El presidente electo, Abelardo de la Espriella, dio a conocer una nueva reorganización de la estructura de la Presidencia de la República, una medida con la que busca fortalecer las políticas de seguridad y redistribuir funciones entre diferentes entidades del Gobierno Nacional.
Durante el anuncio, el mandatario aseguró que en su administración no habrá espacio para “procesos de falsa paz”, al explicar que varias dependencias serán eliminadas o transformadas como parte de la reforma institucional.
Entre las entidades que desaparecerán está la Consejería Presidencial para la Reconciliación Nacional.
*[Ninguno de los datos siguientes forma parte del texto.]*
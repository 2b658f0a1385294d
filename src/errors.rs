// SPDX-License-Identifier: GPL-3.0-only

//! Error types for the fusion pipeline

use std::fmt;

/// Result type alias using PipelineError
pub type PipelineResult<T> = Result<T, PipelineError>;

/// Failure conditions raised by pipeline stages
///
/// Every variant is handled locally on the capture path: the offending
/// frame is dropped and the pipeline keeps running. Nothing here is
/// allowed to propagate out of a capture callback.
#[derive(Debug, Clone, PartialEq, Eq)]
pub enum PipelineError {
    /// A stage was asked to process before its `prepare` call
    Unprepared(&'static str),
    /// A buffer pool has no free capacity; transient backpressure
    Exhausted,
    /// Orientation or format outside the supported table
    Unsupported(String),
    /// The capture source reported a hard error
    Source(String),
}

impl fmt::Display for PipelineError {
    fn fmt(&self, f: &mut fmt::Formatter<'_>) -> fmt::Result {
        match self {
            PipelineError::Unprepared(stage) => {
                write!(f, "Stage '{}' used before prepare", stage)
            }
            PipelineError::Exhausted => write!(f, "Buffer pool exhausted"),
            PipelineError::Unsupported(msg) => write!(f, "Unsupported input: {}", msg),
            PipelineError::Source(msg) => write!(f, "Capture source failure: {}", msg),
        }
    }
}

impl std::error::Error for PipelineError {}

/// Configuration loading errors
#[derive(Debug, Clone)]
pub enum ConfigError {
    /// Could not read the configuration file
    Io(String),
    /// The file contents did not parse
    Parse(String),
    /// A field value is out of range
    Invalid(String),
}

impl fmt::Display for ConfigError {
    fn fmt(&self, f: &mut fmt::Formatter<'_>) -> fmt::Result {
        match self {
            ConfigError::Io(msg) => write!(f, "Failed to read config: {}", msg),
            ConfigError::Parse(msg) => write!(f, "Failed to parse config: {}", msg),
            ConfigError::Invalid(msg) => write!(f, "Invalid config value: {}", msg),
        }
    }
}

impl std::error::Error for ConfigError {}

impl From<std::io::Error> for ConfigError {
    fn from(err: std::io::Error) -> Self {
        ConfigError::Io(err.to_string())
    }
}

impl From<serde_json::Error> for ConfigError {
    fn from(err: serde_json::Error) -> Self {
        ConfigError::Parse(err.to_string())
    }
}
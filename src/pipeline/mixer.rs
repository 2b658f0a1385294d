// SPDX-License-Identifier: GPL-3.0-only

//! Color + depth visualization compositor
//!
//! Blends a BGRA color frame with a grayscale depth visualization into a
//! single BGRA output: `out = round(color * (1 - m) + gray * m)` per color
//! channel, with the single-channel gray broadcast across blue, green and
//! red. Alpha is taken from the color frame. The depth visualization is
//! sampled nearest-neighbor, since the sensor delivers depth at a lower
//! resolution than color.

use tracing::debug;

use crate::errors::{PipelineError, PipelineResult};
use crate::frame::{Frame, FrameDescriptor, PixelFormat};
use crate::pipeline::pool::PixelBufferPool;

/// Blends color frames with depth visualizations through a pooled output
#[derive(Debug)]
pub struct VideoMixer {
    desc: Option<FrameDescriptor>,
    pool: PixelBufferPool,
}

impl VideoMixer {
    pub fn new() -> Self {
        Self {
            desc: None,
            pool: PixelBufferPool::new(),
        }
    }

    /// Size the output pool for the given color format
    pub fn prepare(
        &mut self,
        color_desc: &FrameDescriptor,
        retained_count_hint: usize,
    ) -> PipelineResult<()> {
        if color_desc.format != PixelFormat::Bgra8 {
            return Err(PipelineError::Unsupported(format!(
                "mixer requires BGRA color input, got {:?}",
                color_desc.format
            )));
        }
        self.pool.prepare(*color_desc, retained_count_hint);
        self.desc = Some(*color_desc);
        debug!(
            width = color_desc.width,
            height = color_desc.height,
            hint = retained_count_hint,
            "Mixer prepared"
        );
        Ok(())
    }

    pub fn is_prepared(&self) -> bool {
        self.desc.is_some()
    }

    /// The color format this mixer was prepared with, if any
    pub fn prepared_descriptor(&self) -> Option<&FrameDescriptor> {
        self.desc.as_ref()
    }

    /// Blend a color frame with a depth visualization
    ///
    /// `mix_factor` is clamped to `[0.0, 1.0]`. At exactly `0.0` the color
    /// frame passes through untouched without touching the pool. Failure
    /// consumes the color frame; callers treat that as a dropped tick.
    pub fn mix(
        &mut self,
        color: Frame,
        depth_vis: &Frame,
        mix_factor: f32,
    ) -> PipelineResult<Frame> {
        let desc = self.desc.ok_or(PipelineError::Unprepared("video mixer"))?;
        if *color.descriptor() != desc {
            return Err(PipelineError::Unsupported(format!(
                "color frame is {}x{} {:?}, mixer prepared for {}x{} {:?}",
                color.width(),
                color.height(),
                color.format(),
                desc.width,
                desc.height,
                desc.format
            )));
        }
        if depth_vis.format() != PixelFormat::Gray8 {
            return Err(PipelineError::Unsupported(format!(
                "depth visualization must be Gray8, got {:?}",
                depth_vis.format()
            )));
        }
        if depth_vis.width() == 0 || depth_vis.height() == 0 {
            return Err(PipelineError::Unsupported(format!(
                "depth visualization {}x{} has no pixels",
                depth_vis.width(),
                depth_vis.height()
            )));
        }

        let m = mix_factor.clamp(0.0, 1.0);
        if m == 0.0 {
            return Ok(color);
        }

        let mut out = self.pool.acquire(color.timestamp())?;
        let (cw, ch) = (desc.width as usize, desc.height as usize);
        let (dw, dh) = (depth_vis.width() as usize, depth_vis.height() as usize);
        let color_stride = color.stride();
        let vis_stride = depth_vis.stride();
        let out_stride = out.stride();

        let color_data = color.data();
        let vis_data = depth_vis.data();
        let out_data = out.data_mut();
        let inv = 1.0 - m;

        for y in 0..ch {
            let vis_row = &vis_data[(y * dh / ch) * vis_stride..];
            let src_row = &color_data[y * color_stride..y * color_stride + cw * 4];
            let dst_row = &mut out_data[y * out_stride..y * out_stride + cw * 4];
            for x in 0..cw {
                let gray = vis_row[x * dw / cw] as f32;
                let i = x * 4;
                dst_row[i] = (src_row[i] as f32 * inv + gray * m).round() as u8;
                dst_row[i + 1] = (src_row[i + 1] as f32 * inv + gray * m).round() as u8;
                dst_row[i + 2] = (src_row[i + 2] as f32 * inv + gray * m).round() as u8;
                dst_row[i + 3] = src_row[i + 3];
            }
        }
        Ok(out)
    }

    /// Return a mixed frame to the mixer's pool
    pub fn recycle(&mut self, frame: Frame) {
        self.pool.release(frame);
    }

    /// Drop pool state and the prepared format; idempotent
    pub fn reset(&mut self) {
        self.pool.invalidate();
        self.desc = None;
    }
}

impl Default for VideoMixer {
    fn default() -> Self {
        Self::new()
    }
}
// SPDX-License-Identifier: GPL-3.0-only

//! Display rotation resolver
//!
//! Computes the rotation needed to present sensor-space pixels in display
//! space from the interface orientation, the sensor's video orientation
//! and the sensor mounting position. Pure lookup, no state.
//!
//! A front-mounted sensor's image is mirrored relative to a rear sensor at
//! the same physical rotation, which swaps the 90 and 270 degree cases.

use crate::errors::{PipelineError, PipelineResult};

/// Orientation of the user interface
#[derive(Debug, Clone, Copy, PartialEq, Eq)]
pub enum InterfaceOrientation {
    Portrait,
    PortraitUpsideDown,
    LandscapeLeft,
    LandscapeRight,
    /// Non-cardinal reading (face up, face down, or undetermined)
    Unknown,
}

/// Orientation the sensor delivers frames in
#[derive(Debug, Clone, Copy, PartialEq, Eq)]
pub enum VideoOrientation {
    Portrait,
    PortraitUpsideDown,
    LandscapeLeft,
    LandscapeRight,
}

/// Mounting side of the capture sensor
#[derive(Debug, Clone, Copy, PartialEq, Eq)]
pub enum SensorPosition {
    Front,
    Back,
}

/// Rotation applied by the display sink, clockwise
#[derive(Debug, Clone, Copy, PartialEq, Eq)]
pub enum Rotation {
    Rotate0,
    Rotate90,
    Rotate180,
    Rotate270,
}

impl Rotation {
    pub fn degrees(self) -> u16 {
        match self {
            Rotation::Rotate0 => 0,
            Rotation::Rotate90 => 90,
            Rotation::Rotate180 => 180,
            Rotation::Rotate270 => 270,
        }
    }
}

/// Resolve the display rotation for an orientation combination
///
/// Total over the sixteen cardinal combinations. `Unknown` interface
/// readings are the only unsupported input; callers keep the previous
/// rotation in that case rather than applying a default.
pub fn rotation_for(
    interface: InterfaceOrientation,
    video: VideoOrientation,
    position: SensorPosition,
) -> PipelineResult<Rotation> {
    use InterfaceOrientation as I;
    use Rotation as R;
    use VideoOrientation as V;

    let interface = match interface {
        I::Portrait => V::Portrait,
        I::PortraitUpsideDown => V::PortraitUpsideDown,
        I::LandscapeLeft => V::LandscapeLeft,
        I::LandscapeRight => V::LandscapeRight,
        I::Unknown => {
            return Err(PipelineError::Unsupported(
                "non-cardinal interface orientation".to_string(),
            ));
        }
    };

    // Rotation for a rear-mounted sensor; the front mirror swaps 90/270.
    let rear = match (video, interface) {
        (V::Portrait, V::Portrait) => R::Rotate0,
        (V::Portrait, V::PortraitUpsideDown) => R::Rotate180,
        (V::Portrait, V::LandscapeLeft) => R::Rotate90,
        (V::Portrait, V::LandscapeRight) => R::Rotate270,

        (V::PortraitUpsideDown, V::Portrait) => R::Rotate180,
        (V::PortraitUpsideDown, V::PortraitUpsideDown) => R::Rotate0,
        (V::PortraitUpsideDown, V::LandscapeLeft) => R::Rotate270,
        (V::PortraitUpsideDown, V::LandscapeRight) => R::Rotate90,

        (V::LandscapeRight, V::Portrait) => R::Rotate90,
        (V::LandscapeRight, V::PortraitUpsideDown) => R::Rotate270,
        (V::LandscapeRight, V::LandscapeLeft) => R::Rotate180,
        (V::LandscapeRight, V::LandscapeRight) => R::Rotate0,

        (V::LandscapeLeft, V::Portrait) => R::Rotate270,
        (V::LandscapeLeft, V::PortraitUpsideDown) => R::Rotate90,
        (V::LandscapeLeft, V::LandscapeLeft) => R::Rotate0,
        (V::LandscapeLeft, V::LandscapeRight) => R::Rotate180,
    };

    Ok(match (position, rear) {
        (SensorPosition::Front, R::Rotate90) => R::Rotate270,
        (SensorPosition::Front, R::Rotate270) => R::Rotate90,
        (_, rotation) => rotation,
    })
}

#[cfg(test)]
mod tests {
    use super::*;

    const INTERFACES: [InterfaceOrientation; 4] = [
        InterfaceOrientation::Portrait,
        InterfaceOrientation::PortraitUpsideDown,
        InterfaceOrientation::LandscapeLeft,
        InterfaceOrientation::LandscapeRight,
    ];

    const VIDEOS: [VideoOrientation; 4] = [
        VideoOrientation::Portrait,
        VideoOrientation::PortraitUpsideDown,
        VideoOrientation::LandscapeLeft,
        VideoOrientation::LandscapeRight,
    ];

    #[test]
    fn test_table_is_total_over_cardinal_inputs() {
        for interface in INTERFACES {
            for video in VIDEOS {
                for position in [SensorPosition::Front, SensorPosition::Back] {
                    assert!(rotation_for(interface, video, position).is_ok());
                }
            }
        }
    }

    #[test]
    fn test_front_mirrors_quarter_turns_only() {
        for interface in INTERFACES {
            for video in VIDEOS {
                let back = rotation_for(interface, video, SensorPosition::Back).unwrap();
                let front = rotation_for(interface, video, SensorPosition::Front).unwrap();
                match back {
                    Rotation::Rotate90 => assert_eq!(front, Rotation::Rotate270),
                    Rotation::Rotate270 => assert_eq!(front, Rotation::Rotate90),
                    other => assert_eq!(front, other),
                }
            }
        }
    }

    #[test]
    fn test_matching_orientations_need_no_rotation() {
        let pairs = [
            (InterfaceOrientation::Portrait, VideoOrientation::Portrait),
            (
                InterfaceOrientation::PortraitUpsideDown,
                VideoOrientation::PortraitUpsideDown,
            ),
            (
                InterfaceOrientation::LandscapeLeft,
                VideoOrientation::LandscapeLeft,
            ),
            (
                InterfaceOrientation::LandscapeRight,
                VideoOrientation::LandscapeRight,
            ),
        ];
        for (interface, video) in pairs {
            for position in [SensorPosition::Front, SensorPosition::Back] {
                assert_eq!(
                    rotation_for(interface, video, position).unwrap(),
                    Rotation::Rotate0
                );
            }
        }
    }

    #[test]
    fn test_front_sensor_portrait_landscape_cases() {
        // Front sensor delivering portrait frames: landscape right rotates
        // 90, landscape left rotates 270.
        assert_eq!(
            rotation_for(
                InterfaceOrientation::LandscapeRight,
                VideoOrientation::Portrait,
                SensorPosition::Front,
            )
            .unwrap(),
            Rotation::Rotate90
        );
        assert_eq!(
            rotation_for(
                InterfaceOrientation::LandscapeLeft,
                VideoOrientation::Portrait,
                SensorPosition::Front,
            )
            .unwrap(),
            Rotation::Rotate270
        );
    }

    #[test]
    fn test_unknown_interface_is_unsupported() {
        for video in VIDEOS {
            for position in [SensorPosition::Front, SensorPosition::Back] {
                let err =
                    rotation_for(InterfaceOrientation::Unknown, video, position).unwrap_err();
                assert!(matches!(err, PipelineError::Unsupported(_)));
            }
        }
    }
}
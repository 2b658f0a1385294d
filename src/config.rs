// SPDX-License-Identifier: GPL-3.0-only

//! Pipeline configuration
//!
//! Loaded from an optional JSON file; every field has a default so a
//! partial file is valid.

use std::path::Path;

use serde::{Deserialize, Serialize};

use crate::constants;
use crate::errors::ConfigError;
use crate::pipeline::effect::EffectKind;

#[derive(Debug, Clone, PartialEq, Serialize, Deserialize)]
#[serde(default)]
pub struct PipelineConfig {
    /// Preview mixer retained-count hint
    pub mixer_retained_hint: usize,
    /// Preview depth converter retained-count hint
    pub depth_converter_retained_hint: usize,
    /// Still-capture depth converter retained-count hint
    pub photo_converter_retained_hint: usize,
    /// Still-capture mixer retained-count hint
    pub photo_mixer_retained_hint: usize,
    /// Mix factor at startup; the UI toggle flips between 0.0 and 1.0
    pub initial_mix_factor: f32,
    /// Whether the depth leg runs at startup
    pub depth_visualization_enabled: bool,
    /// Color-leg effect applied before mixing
    pub effect: EffectKind,
}

impl Default for PipelineConfig {
    fn default() -> Self {
        Self {
            mixer_retained_hint: constants::DEFAULT_MIXER_RETAINED_HINT,
            depth_converter_retained_hint: constants::DEFAULT_DEPTH_CONVERTER_RETAINED_HINT,
            photo_converter_retained_hint: constants::DEFAULT_PHOTO_CONVERTER_RETAINED_HINT,
            photo_mixer_retained_hint: constants::DEFAULT_PHOTO_MIXER_RETAINED_HINT,
            initial_mix_factor: 0.0,
            depth_visualization_enabled: true,
            effect: EffectKind::default(),
        }
    }
}

impl PipelineConfig {
    /// Read a configuration file, validating field ranges
    pub fn load(path: &Path) -> Result<Self, ConfigError> {
        let contents = std::fs::read_to_string(path)?;
        let config: Self = serde_json::from_str(&contents)?;
        config.validate()?;
        Ok(config)
    }

    fn validate(&self) -> Result<(), ConfigError> {
        if !(0.0..=1.0).contains(&self.initial_mix_factor) {
            return Err(ConfigError::Invalid(format!(
                "initial_mix_factor {} outside [0.0, 1.0]",
                self.initial_mix_factor
            )));
        }
        for (name, hint) in [
            ("mixer_retained_hint", self.mixer_retained_hint),
            (
                "depth_converter_retained_hint",
                self.depth_converter_retained_hint,
            ),
            (
                "photo_converter_retained_hint",
                self.photo_converter_retained_hint,
            ),
            ("photo_mixer_retained_hint", self.photo_mixer_retained_hint),
        ] {
            if hint == 0 {
                return Err(ConfigError::Invalid(format!("{} must be at least 1", name)));
            }
        }
        Ok(())
    }
}
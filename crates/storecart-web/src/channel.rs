//! Hands the order to the messaging app in a new tab.

use storecart_core::checkout::{ChannelError, OrderChannel, OrderMessage, WhatsAppLink};
use web_sys::Window;

pub struct BrowserChannel {
    window: Window,
    link: WhatsAppLink,
}

impl BrowserChannel {
    pub fn new(window: Window, link: WhatsAppLink) -> Self {
        Self { window, link }
    }
}

impl OrderChannel for BrowserChannel {
    fn dispatch(&self, message: &OrderMessage) -> Result<(), ChannelError> {
        let url = self.link.url_for(message);
        match self.window.open_with_url_and_target(&url, "_blank") {
            Ok(Some(_)) => Ok(()),
            // `open` returns null when a popup blocker steps in
            Ok(None) => Err(ChannelError::Unavailable("popup blocked".to_string())),
            Err(e) => Err(ChannelError::Unavailable(format!("{:?}", e))),
        }
    }
}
Sus responsabilidades serán asumidas por los ministerios del Interior, Defensa y Relaciones Exteriores, con el propósito de centralizar las funciones en estas carteras.
De igual forma, la Consejería Presidencial para los Derechos Humanos y el Derecho Internacional Humanitario dejará de operar. Las labores que desempeñaba serán distribuidas entre los ministerios del Interior, Relaciones Exteriores y Defensa.
La reestructuración también contempla la eliminación de la Unidad de Implementación del Acuerdo Final, cuyas competencias pasarán al Comisionado Nacional de Seguridad. Asimismo, el cargo de Comisionado para la Paz dejará de existir dentro del organigrama del Ejecutivo.
Por otra parte, la Consejería para las Regiones continuará funcionando, aunque con una nueva figura administrativa. Según explicó De la Espriella, esta dependencia será convertida en la Gerencia para las Regiones, como parte de la estrategia para optimizar el funcionamiento de la Presidencia y reforzar la coordinación institucional.